As a reaction to these comments House of Representative territorial delegate George Poindexter of Mississippi accused Quincy of treason. This resulted in a vote that Quincy won by a narrow margin of 56-53. With vindication Quincy continued;

Louisiana statehood would produce states that were free "from their moral obligation, and that, as it will be the right of all, so it will be the duty of some, to prepare, definitely, for a separation: amicably if they can, violently if they must!

After much heated debate, the bill being passed back and forth between the House and Senate over seven times, an agreement was reached, a resolution signed, and a joint conference committee passed an identical bill April 6, 1812. The ninth anniversary of the Louisiana Purchase of April 30, 1812, was chosen to be the date of admittance. The name of the first new state west of the Mississippi was to be called "Louisiana". The issue of West Florida was solved with statehood but the western border dispute remained unresolved until the Adams–Onís Treaty of 1819.

==Constitutions==

===Louisiana Constitution of 1812===
The first constitution was made after the Constitution of Kentucky with three stark differences. A Bill of Rights was not included, the system of law was (and still is) based on Civil law instead of English Common law, and the use of parishes instead of counties. The first constitution was drafted on January 22, 1812, and Louisiana became a U.S. State on April 30, 1812.

====Antebellum period====
In Louisiana, the period of time from 1812 until the start of the American Civil War is considered to be the antebellum period, although some use 1789 as the beginning. The period gave renewed fever to abolitionists and in 1814 the founding of the Manumission Society of Tennessee furthered anti-slavery sentiment.

According to the Constitution of 1812, originally called the Constitution or Form of Government of the State of Louisiana, that while the candidates for governor would be voted upon, the constitution provided that the legislature chose from the two who received the most votes.

===Louisiana Constitution of 1845===
An act entitled, "An act to provide for the calling of a Convention for the purpose of re-adopting, amending or changing the Constitution of the State", was approved March 18, 1845, and the senatorial and representative delegates met August 5, 1844 to update or replace what had been considered to be an outdated constitution of 1812.

The Constitutional Convention of 1845 included senatorial delegates from the "counties" of Acadia, Lafourche, Attakapas, Opelousas, Rapides, Ouachita, Pointe Coupee, and Iberville, as well as representative delegates from parishes.

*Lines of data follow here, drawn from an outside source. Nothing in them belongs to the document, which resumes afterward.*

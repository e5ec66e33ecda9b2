//! Message handlers and the handler lookup service.
//!
//! A handler executes the effect of one decoded message type against a
//! session. The session type `S` belongs to whoever embeds the protocol
//! layer; this crate only passes it through.

use crate::error::ProtocolError;
use crate::lookup::RegistrationPolicy;
use crate::message::{Message, MessageType};
use std::collections::HashMap;
use std::fmt;
use std::marker::PhantomData;
use std::sync::Arc;

/// Error returned by a handler.
pub type HandlerError = Box<dyn std::error::Error + Send + Sync>;

/// Executes one message type against a session.
pub trait MessageHandler<S>: Send + Sync + 'static {
    type Message: Message;

    fn handle(&self, session: &mut S, message: &Self::Message) -> Result<(), HandlerError>;
}

/// [`MessageHandler`] backed by a closure.
pub struct FnHandler<M, F> {
    f: F,
    _message: PhantomData<fn(&M)>,
}

impl<S, M, F> MessageHandler<S> for FnHandler<M, F>
where
    M: Message,
    F: Fn(&mut S, &M) -> Result<(), HandlerError> + Send + Sync + 'static,
{
    type Message = M;

    fn handle(&self, session: &mut S, message: &M) -> Result<(), HandlerError> {
        (self.f)(session, message)
    }
}

trait ErasedHandler<S>: Send + Sync {
    fn handle(&self, session: &mut S, message: &dyn Message) -> Result<(), HandlerError>;
}

impl<S, H: MessageHandler<S>> ErasedHandler<S> for H {
    fn handle(&self, session: &mut S, message: &dyn Message) -> Result<(), HandlerError> {
        let typed = message.downcast_ref::<H::Message>().ok_or_else(|| {
            ProtocolError::MessageTypeMismatch {
                expected: MessageType::of::<H::Message>().name(),
                actual: message.message_type().name(),
            }
        })?;
        MessageHandler::handle(self, session, typed)
    }
}

/// A handler bound to the message type it accepts.
pub struct Handler<S> {
    message_type: MessageType,
    inner: Box<dyn ErasedHandler<S>>,
}

impl<S: 'static> Handler<S> {
    pub fn new<H: MessageHandler<S>>(handler: H) -> Self {
        Self {
            message_type: MessageType::of::<H::Message>(),
            inner: Box::new(handler),
        }
    }

    /// Wraps a closure handling messages of type `M`.
    pub fn from_fn<M, F>(f: F) -> Self
    where
        M: Message,
        F: Fn(&mut S, &M) -> Result<(), HandlerError> + Send + Sync + 'static,
    {
        Self::new(FnHandler {
            f,
            _message: PhantomData,
        })
    }
}

impl<S> Handler<S> {
    pub fn message_type(&self) -> MessageType {
        self.message_type
    }

    pub fn handle(&self, session: &mut S, message: &dyn Message) -> Result<(), HandlerError> {
        self.inner.handle(session, message)
    }
}

impl<S> fmt::Debug for Handler<S> {
    fn fmt(&self, f: &mut fmt::Formatter<'_>) -> fmt::Result {
        f.debug_struct("Handler")
            .field("message_type", &self.message_type)
            .finish()
    }
}

/// Outcome of [`HandlerLookupService::dispatch`].
#[derive(Debug, Clone, Copy, PartialEq, Eq)]
pub enum Dispatch {
    Handled,
    /// No handler is registered for the message type.
    Unhandled,
}

/// Message type → handler index for one protocol.
pub struct HandlerLookupService<S> {
    handlers: HashMap<MessageType, Arc<Handler<S>>>,
}

impl<S> HandlerLookupService<S> {
    pub fn new() -> Self {
        Self {
            handlers: HashMap::new(),
        }
    }

    /// Registers a handler, rejecting a second handler for the same type.
    pub fn register(&mut self, handler: Handler<S>) -> Result<(), ProtocolError> {
        self.register_with(handler, RegistrationPolicy::Reject)
    }

    pub fn register_with(
        &mut self,
        handler: Handler<S>,
        policy: RegistrationPolicy,
    ) -> Result<(), ProtocolError> {
        let message_type = handler.message_type();
        if policy == RegistrationPolicy::Reject && self.handlers.contains_key(&message_type) {
            return Err(ProtocolError::DuplicateHandler {
                message: message_type.name(),
            });
        }
        self.handlers.insert(message_type, Arc::new(handler));
        tracing::trace!(message = message_type.name(), "registered handler");
        Ok(())
    }

    pub fn find(&self, message_type: MessageType) -> Option<&Arc<Handler<S>>> {
        self.handlers.get(&message_type)
    }

    /// Finds the handler for the concrete type of `message`.
    pub fn find_for(&self, message: &dyn Message) -> Option<&Arc<Handler<S>>> {
        self.find(message.message_type())
    }

    /// Resolves and runs the handler for `message`.
    pub fn dispatch(&self, session: &mut S, message: &dyn Message) -> Result<Dispatch, HandlerError> {
        match self.find_for(message) {
            Some(handler) => {
                handler.handle(session, message)?;
                Ok(Dispatch::Handled)
            }
            None => Ok(Dispatch::Unhandled),
        }
    }

    pub fn len(&self) -> usize {
        self.handlers.len()
    }

    pub fn is_empty(&self) -> bool {
        self.handlers.is_empty()
    }

    /// Names of handled message types, sorted.
    pub fn message_names(&self) -> Vec<&'static str> {
        let mut names: Vec<_> = self.handlers.keys().map(|t| t.name()).collect();
        names.sort_unstable();
        names
    }
}

impl<S> Default for HandlerLookupService<S> {
    fn default() -> Self {
        Self::new()
    }
}

impl<S> fmt::Debug for HandlerLookupService<S> {
    fn fmt(&self, f: &mut fmt::Formatter<'_>) -> fmt::Result {
        f.debug_list().entries(self.message_names()).finish()
    }
}
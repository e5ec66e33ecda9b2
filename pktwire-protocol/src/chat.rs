//! Command and chat-argument types handed to protocol message factories.
//!
//! These are the shapes the protocol layer needs from the chat and command
//! subsystems, not those subsystems themselves.

use std::fmt;

/// Formatting applied to the text that follows it.
#[derive(Debug, Clone, Copy, PartialEq, Eq, Hash)]
pub enum ChatStyle {
    Reset,
    Bold,
    Italic,
    Underline,
    Strikethrough,
    Obfuscated,
}

impl ChatStyle {
    /// Legacy formatting code following the section sign.
    pub fn code(&self) -> char {
        match self {
            ChatStyle::Reset => 'r',
            ChatStyle::Bold => 'l',
            ChatStyle::Italic => 'o',
            ChatStyle::Underline => 'n',
            ChatStyle::Strikethrough => 'm',
            ChatStyle::Obfuscated => 'k',
        }
    }
}

/// One piece of a chat line.
#[derive(Debug, Clone, PartialEq, Eq)]
pub enum ChatPart {
    Text(String),
    Style(ChatStyle),
}

/// An ordered sequence of text and style markers.
#[derive(Debug, Clone, Default, PartialEq, Eq)]
pub struct ChatArguments {
    parts: Vec<ChatPart>,
}

impl ChatArguments {
    pub fn new() -> Self {
        Self::default()
    }

    pub fn text(mut self, text: impl Into<String>) -> Self {
        self.parts.push(ChatPart::Text(text.into()));
        self
    }

    pub fn style(mut self, style: ChatStyle) -> Self {
        self.parts.push(ChatPart::Style(style));
        self
    }

    pub fn append(&mut self, other: &ChatArguments) {
        self.parts.extend(other.parts.iter().cloned());
    }

    pub fn parts(&self) -> &[ChatPart] {
        &self.parts
    }

    pub fn is_empty(&self) -> bool {
        self.parts.is_empty()
    }

    /// Text with all styling dropped.
    pub fn plain(&self) -> String {
        self.parts
            .iter()
            .filter_map(|part| match part {
                ChatPart::Text(text) => Some(text.as_str()),
                ChatPart::Style(_) => None,
            })
            .collect()
    }

    /// Text with styles rendered as `§`-prefixed legacy codes.
    pub fn legacy(&self) -> String {
        let mut out = String::new();
        for part in &self.parts {
            match part {
                ChatPart::Text(text) => out.push_str(text),
                ChatPart::Style(style) => {
                    out.push('§');
                    out.push(style.code());
                }
            }
        }
        out
    }

    /// Whitespace-separated words of the plain text.
    pub fn words(&self) -> Vec<String> {
        self.plain().split_whitespace().map(str::to_string).collect()
    }
}

impl From<&str> for ChatArguments {
    fn from(text: &str) -> Self {
        Self::new().text(text)
    }
}

impl From<String> for ChatArguments {
    fn from(text: String) -> Self {
        Self::new().text(text)
    }
}

impl fmt::Display for ChatArguments {
    fn fmt(&self, f: &mut fmt::Formatter<'_>) -> fmt::Result {
        f.write_str(&self.plain())
    }
}

/// A named command that can be invoked remotely.
#[derive(Debug, Clone, PartialEq, Eq)]
pub struct Command {
    name: String,
    aliases: Vec<String>,
    usage: Option<String>,
}

impl Command {
    pub fn new(name: impl Into<String>) -> Self {
        Self {
            name: name.into(),
            aliases: Vec::new(),
            usage: None,
        }
    }

    pub fn with_alias(mut self, alias: impl Into<String>) -> Self {
        self.aliases.push(alias.into());
        self
    }

    pub fn with_usage(mut self, usage: impl Into<String>) -> Self {
        self.usage = Some(usage.into());
        self
    }

    pub fn name(&self) -> &str {
        &self.name
    }

    pub fn aliases(&self) -> &[String] {
        &self.aliases
    }

    pub fn usage(&self) -> Option<&str> {
        self.usage.as_deref()
    }

    /// Whether `label` names this command or one of its aliases, ignoring case.
    pub fn matches(&self, label: &str) -> bool {
        self.name.eq_ignore_ascii_case(label)
            || self.aliases.iter().any(|a| a.eq_ignore_ascii_case(label))
    }
}
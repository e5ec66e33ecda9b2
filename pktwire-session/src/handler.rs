//! Handlers for the built-in messages.

use crate::messages::{Chat, CommandInvoke, Introduction, Kick, Ping, Pong};
use crate::session::Session;
use parking_lot::Mutex;
use pktwire_protocol::{
    Handler, HandlerError, HandlerLookupService, MessageHandler, ProtocolError,
};

/// Receives commands invoked by a peer.
pub trait CommandSink: Send + Sync {
    fn invoke(&self, session_id: &str, command: &str, args: &[String]) -> Result<(), HandlerError>;
}

/// Logs commands and does nothing else.
#[derive(Debug, Default, Clone, Copy)]
pub struct LoggingSink;

impl CommandSink for LoggingSink {
    fn invoke(&self, session_id: &str, command: &str, args: &[String]) -> Result<(), HandlerError> {
        tracing::info!(session = session_id, command, ?args, "command invoked");
        Ok(())
    }
}

/// One recorded command invocation.
#[derive(Debug, Clone, PartialEq, Eq)]
pub struct Invocation {
    pub session_id: String,
    pub command: String,
    pub args: Vec<String>,
}

/// Keeps every invocation in memory.
#[derive(Debug, Default)]
pub struct RecordingSink {
    invocations: Mutex<Vec<Invocation>>,
}

impl RecordingSink {
    pub fn new() -> Self {
        Self::default()
    }

    pub fn invocations(&self) -> Vec<Invocation> {
        self.invocations.lock().clone()
    }

    pub fn len(&self) -> usize {
        self.invocations.lock().len()
    }

    pub fn is_empty(&self) -> bool {
        self.invocations.lock().is_empty()
    }
}

impl CommandSink for RecordingSink {
    fn invoke(&self, session_id: &str, command: &str, args: &[String]) -> Result<(), HandlerError> {
        self.invocations.lock().push(Invocation {
            session_id: session_id.to_string(),
            command: command.to_string(),
            args: args.to_vec(),
        });
        Ok(())
    }
}

/// Answers a ping with a pong carrying the same nonce.
pub struct PingHandler;

impl MessageHandler<Session> for PingHandler {
    type Message = Ping;

    fn handle(&self, session: &mut Session, ping: &Ping) -> Result<(), HandlerError> {
        session.queue(Box::new(Pong { nonce: ping.nonce }))?;
        Ok(())
    }
}

pub struct PongHandler;

impl MessageHandler<Session> for PongHandler {
    type Message = Pong;

    fn handle(&self, session: &mut Session, pong: &Pong) -> Result<(), HandlerError> {
        match session.record_pong(pong.nonce) {
            Some(rtt) => {
                tracing::debug!(session = session.id(), nonce = pong.nonce, ?rtt, "pong")
            }
            None => tracing::debug!(session = session.id(), nonce = pong.nonce, "unsolicited pong"),
        }
        Ok(())
    }
}

pub struct KickHandler;

impl MessageHandler<Session> for KickHandler {
    type Message = Kick;

    fn handle(&self, session: &mut Session, kick: &Kick) -> Result<(), HandlerError> {
        tracing::info!(session = session.id(), reason = %kick.reason, "kicked by peer");
        session.close(kick.reason.clone());
        Ok(())
    }
}

pub struct IntroductionHandler;

impl MessageHandler<Session> for IntroductionHandler {
    type Message = Introduction;

    fn handle(&self, session: &mut Session, intro: &Introduction) -> Result<(), HandlerError> {
        if intro.protocol != session.protocol() {
            return Err(Box::new(ProtocolError::MalformedPayload {
                message: "Introduction",
                reason: format!(
                    "peer speaks '{}', session speaks '{}'",
                    intro.protocol,
                    session.protocol()
                ),
            }));
        }
        tracing::debug!(session = session.id(), identity = %intro.identity, "introduced");
        session.introduce(intro.identity.clone());
        Ok(())
    }
}

pub struct CommandHandler;

impl MessageHandler<Session> for CommandHandler {
    type Message = CommandInvoke;

    fn handle(&self, session: &mut Session, invoke: &CommandInvoke) -> Result<(), HandlerError> {
        session
            .commands()
            .invoke(session.id(), &invoke.command, &invoke.args)
    }
}

pub struct ChatHandler;

impl MessageHandler<Session> for ChatHandler {
    type Message = Chat;

    fn handle(&self, session: &mut Session, chat: &Chat) -> Result<(), HandlerError> {
        session.push_chat(chat.text.clone());
        Ok(())
    }
}

/// Handlers for every built-in message.
pub fn builtin_handlers() -> Result<HandlerLookupService<Session>, ProtocolError> {
    let mut handlers = HandlerLookupService::new();
    handlers.register(Handler::new(PingHandler))?;
    handlers.register(Handler::new(PongHandler))?;
    handlers.register(Handler::new(KickHandler))?;
    handlers.register(Handler::new(IntroductionHandler))?;
    handlers.register(Handler::new(CommandHandler))?;
    handlers.register(Handler::new(ChatHandler))?;
    Ok(handlers)
}
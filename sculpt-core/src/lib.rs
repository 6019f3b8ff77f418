// Copyright (c) 2019-present Dmitry Stepanov and Fyrox Engine contributors.
//
// Permission is hereby granted, free of charge, to any person obtaining a copy
// of this software and associated documentation files (the "Software"), to deal
// in the Software without restriction, including without limitation the rights
// to use, copy, modify, merge, publish, distribute, sublicense, and/or sell
// copies of the Software, and to permit persons to whom the Software is
// furnished to do so, subject to the following conditions:
//
// The above copyright notice and this permission notice shall be included in all
// copies or substantial portions of the Software.
//
// THE SOFTWARE IS PROVIDED "AS IS", WITHOUT WARRANTY OF ANY KIND, EXPRESS OR
// IMPLIED, INCLUDING BUT NOT LIMITED TO THE WARRANTIES OF MERCHANTABILITY,
// FITNESS FOR A PARTICULAR PURPOSE AND NONINFRINGEMENT. IN NO EVENT SHALL THE
// AUTHORS OR COPYRIGHT HOLDERS BE LIABLE FOR ANY CLAIM, DAMAGES OR OTHER
// LIABILITY, WHETHER IN AN ACTION OF CONTRACT, TORT OR OTHERWISE, ARISING FROM,
// OUT OF OR IN CONNECTION WITH THE SOFTWARE OR THE USE OR OTHER DEALINGS IN THE
// SOFTWARE.

//! Core of the terrain sculpting tools: terrain buffers, brushes and the stroke engine.
//!
//! Everything here is single-threaded and synchronous. A terrain is exclusively owned by its
//! user and modified in place, one brush tick at a time.

pub mod brush;
pub mod grid;
pub mod log;
pub mod terrain;

pub use image;
pub use nalgebra as algebra;
pub use rand;

pub mod prelude {
    pub use crate::{
        algebra::{Vector2, Vector3},
        brush::{
            mapping::{move_towards, world_hit_to_heightmap, world_hit_to_normalized, BrushRegion},
            Brush, BrushEffectMode, BrushError, BrushKernel, BrushLibrary, BrushStamp,
            BrushStroke, CellChange, ObjectScatter, StrokeData, StrokeTarget, ToolPanel,
        },
        grid::Grid,
        log::{Log, MessageKind},
        terrain::{
            Color, ObjectInstance, Region, SplatGrid, Terrain, TerrainChangeKind,
            TerrainChanged, TerrainError, TerrainSize,
        },
    };
}
// Copyright (c) 2019-present Dmitry Stepanov and Fyrox Engine contributors.
//
// Permission is hereby granted, free of charge, to any person obtaining a copy
// of this software and associated documentation files (the "Software"), to deal
// in the Software without restriction, including without limitation the rights
// to use, copy, modify, merge, publish, distribute, sublicense, and/or sell
// copies of the Software, and to permit persons to whom the Software is
// furnished to do so, subject to the following conditions:
//
// The above copyright notice and this permission notice shall be included in all
// copies or substantial portions of the Software.
//
// THE SOFTWARE IS PROVIDED "AS IS", WITHOUT WARRANTY OF ANY KIND, EXPRESS OR
// IMPLIED, INCLUDING BUT NOT LIMITED TO THE WARRANTIES OF MERCHANTABILITY,
// FITNESS FOR A PARTICULAR PURPOSE AND NONINFRINGEMENT. IN NO EVENT SHALL THE
// AUTHORS OR COPYRIGHT HOLDERS BE LIABLE FOR ANY CLAIM, DAMAGES OR OTHER
// LIABILITY, WHETHER IN AN ACTION OF CONTRACT, TORT OR OTHERWISE, ARISING FROM,
// OUT OF OR IN CONNECTION WITH THE SOFTWARE OR THE USE OR OTHER DEALINGS IN THE
// SOFTWARE.

//! Editor settings stored in a ron file.

use crate::error::SettingsError;
use ron::ser::PrettyConfig;
use sculpt_core::terrain::TerrainSize;
use serde::{Deserialize, Serialize};
use std::{fs::File, path::Path, path::PathBuf};

#[derive(Deserialize, Serialize, PartialEq, Clone, Debug)]
#[serde(default)]
pub struct BrushSettings {
    pub size_min: usize,
    pub size_max: usize,
    pub size_default: usize,
    pub strength_default: f32,
    pub max_strength: f32,
    /// Stamp images, the built-in solid stamp is used when empty.
    pub textures: Vec<PathBuf>,
}

impl Default for BrushSettings {
    fn default() -> Self {
        Self {
            size_min: 1,
            size_max: 100,
            size_default: 10,
            strength_default: 0.5,
            max_strength: 1.0,
            textures: Default::default(),
        }
    }
}

#[derive(Deserialize, Serialize, PartialEq, Clone, Debug)]
#[serde(default)]
pub struct FlattenSettings {
    pub height_min: f32,
    pub height_max: f32,
    pub height_default: f32,
    /// Converts flatten height to normalized terrain height.
    pub stroke_multiplier: f32,
}

impl Default for FlattenSettings {
    fn default() -> Self {
        Self {
            height_min: 0.0,
            height_max: 600.0,
            height_default: 100.0,
            stroke_multiplier: 0.0016,
        }
    }
}

#[derive(Deserialize, Serialize, PartialEq, Clone, Debug)]
#[serde(default)]
pub struct PaintSettings {
    /// Names of paint layers, their count defines the amount of splat layers.
    pub layers: Vec<String>,
    pub stroke_multiplier: f32,
}

impl Default for PaintSettings {
    fn default() -> Self {
        Self {
            layers: vec!["Grass".to_owned(), "Dirt".to_owned(), "Rock".to_owned()],
            stroke_multiplier: 80.0,
        }
    }
}

#[derive(Deserialize, Serialize, PartialEq, Clone, Debug)]
#[serde(default)]
pub struct ObjectSettings {
    pub prototypes: Vec<String>,
    pub height_min: f32,
    pub height_max: f32,
    pub width_min: f32,
    pub width_max: f32,
}

impl Default for ObjectSettings {
    fn default() -> Self {
        Self {
            prototypes: vec!["Tree".to_owned(), "Bush".to_owned()],
            height_min: 0.8,
            height_max: 1.2,
            width_min: 0.8,
            width_max: 1.2,
        }
    }
}

#[derive(Deserialize, Serialize, PartialEq, Clone, Debug)]
#[serde(default)]
pub struct HistorySettings {
    pub max_depth: usize,
    /// Log every registered, undone and redone command.
    pub debug: bool,
}

impl Default for HistorySettings {
    fn default() -> Self {
        Self {
            max_depth: 100,
            debug: false,
        }
    }
}

#[derive(Deserialize, Serialize, PartialEq, Clone, Debug)]
#[serde(default)]
pub struct TerrainSettings {
    pub size: TerrainSize,
    /// Vertical world extent of the terrain.
    pub height: f32,
}

impl Default for TerrainSettings {
    fn default() -> Self {
        Self {
            size: TerrainSize::Size128,
            height: 600.0,
        }
    }
}

#[derive(Deserialize, Serialize, PartialEq, Clone, Default, Debug)]
#[serde(default)]
pub struct EditorSettings {
    pub brush: BrushSettings,
    pub flatten: FlattenSettings,
    pub paint: PaintSettings,
    pub objects: ObjectSettings,
    pub history: HistorySettings,
    pub terrain: TerrainSettings,
    /// Seed of the object scattering random generator, entropy is used when absent.
    pub seed: Option<u64>,
}

fn ordered<T: PartialOrd>(a: T, b: T) -> (T, T) {
    if b < a {
        (b, a)
    } else {
        (a, b)
    }
}

impl EditorSettings {
    pub const FILE_NAME: &'static str = "terrain_sculpt.ron";

    pub fn load<P: AsRef<Path>>(path: P) -> Result<Self, SettingsError> {
        let file = File::open(path)?;
        let settings: Self = ron::de::from_reader(file)?;
        Ok(settings.sanitized())
    }

    pub fn save<P: AsRef<Path>>(&self, path: P) -> Result<(), SettingsError> {
        let file = File::create(path)?;
        ron::ser::to_writer_pretty(file, self, PrettyConfig::default())?;
        Ok(())
    }

    /// Fixes inverted ranges, clamps defaults into their ranges and makes sure there is at least
    /// one paint layer.
    pub fn sanitized(mut self) -> Self {
        let brush = &mut self.brush;
        (brush.size_min, brush.size_max) = ordered(brush.size_min.max(1), brush.size_max.max(1));
        brush.size_default = brush.size_default.clamp(brush.size_min, brush.size_max);
        brush.max_strength = brush.max_strength.max(0.0);
        brush.strength_default = brush.strength_default.clamp(0.0, brush.max_strength);

        let flatten = &mut self.flatten;
        (flatten.height_min, flatten.height_max) = ordered(flatten.height_min, flatten.height_max);
        flatten.height_default = flatten
            .height_default
            .clamp(flatten.height_min, flatten.height_max);

        if self.paint.layers.is_empty() {
            self.paint.layers = PaintSettings::default().layers;
        }

        let objects = &mut self.objects;
        (objects.height_min, objects.height_max) = ordered(objects.height_min, objects.height_max);
        (objects.width_min, objects.width_max) = ordered(objects.width_min, objects.width_max);

        self.history.max_depth = self.history.max_depth.max(1);

        self
    }
}

#[cfg(test)]
mod tests {
    use super::*;

    #[test]
    fn inverted_and_out_of_range_values_are_fixed() {
        let mut settings = EditorSettings::default();
        settings.brush.size_min = 50;
        settings.brush.size_max = 5;
        settings.brush.size_default = 70;
        settings.brush.strength_default = 3.0;
        settings.flatten.height_default = -10.0;
        settings.paint.layers.clear();
        settings.objects.width_min = 2.0;
        settings.objects.width_max = 1.0;

        let settings = settings.sanitized();

        assert_eq!((settings.brush.size_min, settings.brush.size_max), (5, 50));
        assert_eq!(settings.brush.size_default, 50);
        assert_eq!(settings.brush.strength_default, 1.0);
        assert_eq!(settings.flatten.height_default, 0.0);
        assert_eq!(settings.paint.layers.len(), 3);
        assert_eq!((settings.objects.width_min, settings.objects.width_max), (1.0, 2.0));
    }

    #[test]
    fn settings_survive_save_and_load() {
        let path = std::env::temp_dir().join(format!(
            "terrain_sculpt_settings_{}.ron",
            std::process::id()
        ));
        let mut settings = EditorSettings::default();
        settings.terrain.size = TerrainSize::Size512;
        settings.seed = Some(42);

        settings.save(&path).unwrap();
        let loaded = EditorSettings::load(&path).unwrap();
        let _ = std::fs::remove_file(&path);

        assert_eq!(loaded, settings);
    }

    #[test]
    fn missing_fields_fall_back_to_defaults() {
        let settings: EditorSettings =
            ron::from_str("(brush: (size_default: 20), history: (debug: true))").unwrap();
        assert_eq!(settings.brush.size_default, 20);
        assert_eq!(settings.brush.size_max, 100);
        assert!(settings.history.debug);
        assert_eq!(settings.history.max_depth, 100);
        assert_eq!(settings.terrain.size, TerrainSize::Size128);
    }

    #[test]
    fn broken_file_is_reported() {
        let path = std::env::temp_dir().join(format!(
            "terrain_sculpt_broken_{}.ron",
            std::process::id()
        ));
        std::fs::write(&path, "(brush: [").unwrap();
        let result = EditorSettings::load(&path);
        let _ = std::fs::remove_file(&path);
        assert!(matches!(result, Err(SettingsError::Deserialize(_))));
        assert!(matches!(
            EditorSettings::load("no/such/dir/settings.ron"),
            Err(SettingsError::Io(_))
        ));
    }
}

Some notable articles in the constitution:
- Only free white male citizens allowed to vote and persons eligible to vote under the constitution of 1812 retained (Title II: article 10)
- Eligibility for representative must be a free white male (Title III article 6)
- Members of active military ineligible to vote in any election (Title II; article 12)
- No active clergy, teacher of any religious persuasion are eligible as members of the general assembly (Title II; article 29)
- Four year successive term limits on the Governor (Title III; article 41); Minister ineligible as member of Congress (Title III; article 42)
- Felons under sentence where "death or hard labor may be inflicted" could appeal to the state Supreme Court (Title IV article 63)
- Created the office of Superintendent of Public Education (Title VII; article 133)
- Establishment of public schools (Title VII; article 134)
- Establishment of the University of Louisiana, which included the Medical College of Louisiana, which had been founded in 1834; in 1884, it became Tulane University, the only state public institution in America to be converted to a private one (Title VII; article 137 and 138).

===Louisiana Constitution of 1852===
The Constitution of 1852 included an increase in the number of Louisiana Supreme Court justices to five, restricted the governor's powers, and created a public works. The fourth district included Imperial Calcasieu Parish, before the separation of Cameron, Beauregard, Jefferson Davis and Allen Parishes.

===Louisiana Constitution of 1861===
The convention of 1861, convened to address concerns arising from the current political conflict, modified the constitution of 1852 to reflect Louisiana's secession (January 26, 1861) from the union. Ordinances included secession from the Union and the adoption of the constitution of the Confederate States of America,

===Louisiana Constitution of 1864===
The Louisiana Constitution of 1864 abolished slavery throughout the state, but was effective only in the thirteen Louisiana parishes under Union control during the war. Voting rights to black men who fought for the Union, owned property, or were literate, were allowed to be authorized (but not given) by the state legislature. Other persons of color were excluded. A free public school system was allowed for all children aged six to eighteen, but the legislature established schools for whites only.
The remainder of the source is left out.